La cérémonie d’ouverture des JO de Paris 2024 a marqué l’histoire en se déroulant non pas dans un stade, mais sur la Seine. Une centaine de bateaux ont transporté environ 6.500 athlètes dans une parade spectaculaire. Pour garantir la sécurité de cette procession unique, une zone protégée a été établie bien en amont de l’événement.

Un bataillon spécial, le BATIVRY, a été constitué pour surveiller un secteur de 3,5 km sur la Seine. Ce bataillon comprenait 800 soldats équipés de technologies de pointe. Les opérateurs de drones ont joué un rôle crucial, surveillant le ciel et neutralisant les drones non autorisés avec des fusils brouilleurs. En parallèle, des plongeurs de combat ont inspecté les embarcations pour détecter d’éventuels engins explosifs.

Le fond de la Seine a également été cartographié par le 28e groupe géographique d’Haguenau, utilisant un drone nautique pour numériser le sol du fleuve en 3D. Cette cartographie a permis de s’assurer qu’aucun objet suspect ne pouvait compromettre la sécurité de la parade. Les informations récoltées ont été traitées pour créer des cartes détaillées, essentielles pour coordonner les opérations de sécurité.

Un dispositif terrestre et aérien renforcé

La protection des berges de la Seine a été assurée par le bataillon d’Ivry en collaboration avec les forces de l’opération Sentinelle. Des équipes cynotechniques et des centaines de caméras ont été déployées pour surveiller les quais.
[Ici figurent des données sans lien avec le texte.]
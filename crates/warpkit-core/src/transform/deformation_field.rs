//! Dense deformation fields.
//!
//! A deformation field stores, for every voxel of its grid, the physical
//! position that voxel maps to. It is the common currency of the resampling
//! engine: every transformation can be evaluated into one, and a list of
//! transformations is composed into a single field.

use burn::tensor::{Tensor, TensorData};
use burn::tensor::backend::Backend;
use crate::error::{ImageError, Result};
use crate::image::{Image, ImageGeometry};
use crate::interpolation::{Interpolator, LinearInterpolator};
use super::displacement_field::DisplacementFieldTransform;
use super::trait_::Transform;

/// Per-voxel physical positions, `[3, Z, Y, X]`, on `geometry`.
///
/// Component 0 is the x coordinate. Evaluated between voxels with trilinear
/// interpolation; beyond the grid the border vectors are extended.
#[derive(Debug, Clone)]
pub struct DeformationField<B: Backend> {
    data: Tensor<B, 4>,
    geometry: ImageGeometry<3>,
}

impl<B: Backend> DeformationField<B> {
    /// Wrap a `[3, Z, Y, X]` tensor of positions.
    pub fn new(data: Tensor<B, 4>, geometry: ImageGeometry<3>) -> Result<Self> {
        check_field_shape(&data, &geometry)?;
        Ok(Self { data, geometry })
    }

    /// Build from one row of positions per voxel, `[N, 3]` in memory order.
    pub fn from_points(points: Tensor<B, 2>, geometry: ImageGeometry<3>) -> Result<Self> {
        let [n, c] = points.dims();
        if n != geometry.num_voxels() || c != 3 {
            return Err(ImageError::ShapeMismatch {
                expected: vec![geometry.num_voxels(), 3],
                actual: vec![n, c],
            });
        }
        let [z, y, x] = geometry.shape();
        let data = points.transpose().reshape([3, z, y, x]);
        Ok(Self { data, geometry })
    }

    /// Field mapping every voxel of `geometry` to its own physical position.
    pub fn identity(geometry: ImageGeometry<3>, device: &B::Device) -> Self {
        let [z, y, x] = geometry.shape();
        let data = geometry.physical_grid::<B>(device).transpose().reshape([3, z, y, x]);
        Self { data, geometry }
    }

    /// Identity field on the grid of `image`.
    pub fn identity_like(image: &Image<B, 3>) -> Self {
        Self::identity(image.geometry().clone(), &image.device())
    }

    /// Assemble from three scalar images holding the x, y and z coordinates.
    pub fn from_components(components: [&Image<B, 3>; 3]) -> Result<Self> {
        let geometry = components[0].geometry().clone();
        for other in &components[1..] {
            if let Some(reason) = geometry.mismatch(other.geometry(), 1e-6) {
                return Err(ImageError::invalid_geometry(format!(
                    "field components disagree: {reason}"
                )));
            }
        }
        let data = Tensor::stack(components.iter().map(|c| c.data().clone()).collect(), 0);
        Ok(Self { data, geometry })
    }

    pub(crate) fn from_parts(data: Tensor<B, 4>, geometry: ImageGeometry<3>) -> Self {
        Self { data, geometry }
    }

    pub fn data(&self) -> &Tensor<B, 4> {
        &self.data
    }

    pub fn geometry(&self) -> &ImageGeometry<3> {
        &self.geometry
    }

    /// Positions as one row per voxel, `[N, 3]` in memory order.
    pub fn points(&self) -> Tensor<B, 2> {
        self.data.clone().reshape([3, self.geometry.num_voxels()]).transpose()
    }

    /// One coordinate of the field as a scalar image.
    pub fn component(&self, axis: usize) -> Result<Image<B, 3>> {
        check_axis(axis)?;
        let component = self.data.clone().narrow(0, axis, 1).reshape(self.geometry.shape());
        Image::from_geometry(component, self.geometry.clone())
    }

    /// Negate one coordinate of the field.
    pub fn flip_component(&mut self, axis: usize) -> Result<()> {
        check_axis(axis)?;
        let mut signs = vec![1.0f32; 3];
        signs[axis] = -1.0;
        let signs = Tensor::<B, 4>::from_data(TensorData::new(signs, [3, 1, 1, 1]), &self.data.device());
        self.data = self.data.clone() * signs;
        Ok(())
    }

    /// Subtract the identity: positions become offsets.
    pub fn to_displacement(&self) -> DisplacementFieldTransform<B> {
        let identity = Self::identity(self.geometry.clone(), &self.data.device());
        DisplacementFieldTransform::from_parts(self.data.clone() - identity.data, self.geometry.clone())
    }

    /// Copy the positions to host memory, component-major (`[3, Z, Y, X]`).
    pub fn to_voxels(&self) -> Result<Vec<f32>> {
        self.data
            .to_data()
            .convert::<f32>()
            .to_vec::<f32>()
            .map_err(|e| ImageError::data(format!("{e:?}")))
    }
}

impl<B: Backend> Transform<B, 3> for DeformationField<B> {
    fn transform_points(&self, points: Tensor<B, 2>) -> Result<Tensor<B, 2>> {
        let indices = self.geometry.world_to_index_tensor(points)?;
        Ok(LinearInterpolator.interpolate_components(&self.data, indices))
    }
}

pub(crate) fn check_field_shape<B: Backend>(data: &Tensor<B, 4>, geometry: &ImageGeometry<3>) -> Result<()> {
    let [c, z, y, x] = data.dims();
    if c != 3 {
        return Err(ImageError::invalid_transformation(format!(
            "vector field must have 3 components, got {c}"
        )));
    }
    if [z, y, x] != geometry.shape() {
        return Err(ImageError::ShapeMismatch {
            expected: geometry.shape().to_vec(),
            actual: vec![z, y, x],
        });
    }
    Ok(())
}

fn check_axis(axis: usize) -> Result<()> {
    if axis >= 3 {
        return Err(ImageError::invalid_transformation(format!(
            "field component {axis} out of range"
        )));
    }
    Ok(())
}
Des blocs de béton ont été installés pour empêcher toute intrusion non autorisée. L’armée de l’Air et de l’Espace a aussi joué un rôle clé en coordonnant la lutte anti-drone, avec des fusils brouilleurs et des opérateurs déployés pour intercepter tout appareil suspect.

L’espace aérien autour de Paris a été strictement contrôlé grâce à une bulle de protection de 150 kilomètres de rayon, interdisant tout aéronef non autorisé. Les aéroports parisiens ont été fermés durant la cérémonie pour renforcer cette mesure. La Posture permanente de sûreté aérienne (PPS-A), avec ses 70 radars civils et militaires, a été renforcée par un Dispositif particulier de sûreté aérienne (DPSA). Des moyens supplémentaires, incluant des avions de chasse, des hélicoptères et des drones, ont surveillé l’espace aérien pour détecter et neutraliser toute menace potentielle.

Près de 10.000 soldats mobilisés

La sécurisation de cet événement a mobilisé près de 10.000 soldats, un effort colossal coordonné par le Gouverneur militaire de Paris. L’objectif principal était de rassurer le public et de dissuader toute tentative d’attaque. Cette mission a nécessité une collaboration étroite entre différentes branches des forces armées et l’utilisation de technologies avancées.

Des systèmes lourds de lutte anti-drones, comme le Bassalt, ont été déployés pour surveiller et neutraliser les drones non déclarés. Ces dispositifs ont fonctionné en continu, assurant une surveillance permanente de la Seine et de ses abords. En tout, 300 militaires de l’armée de l’Air et de l’Espace ont été mobilisés pour cette mission spécifique durant les Jeux.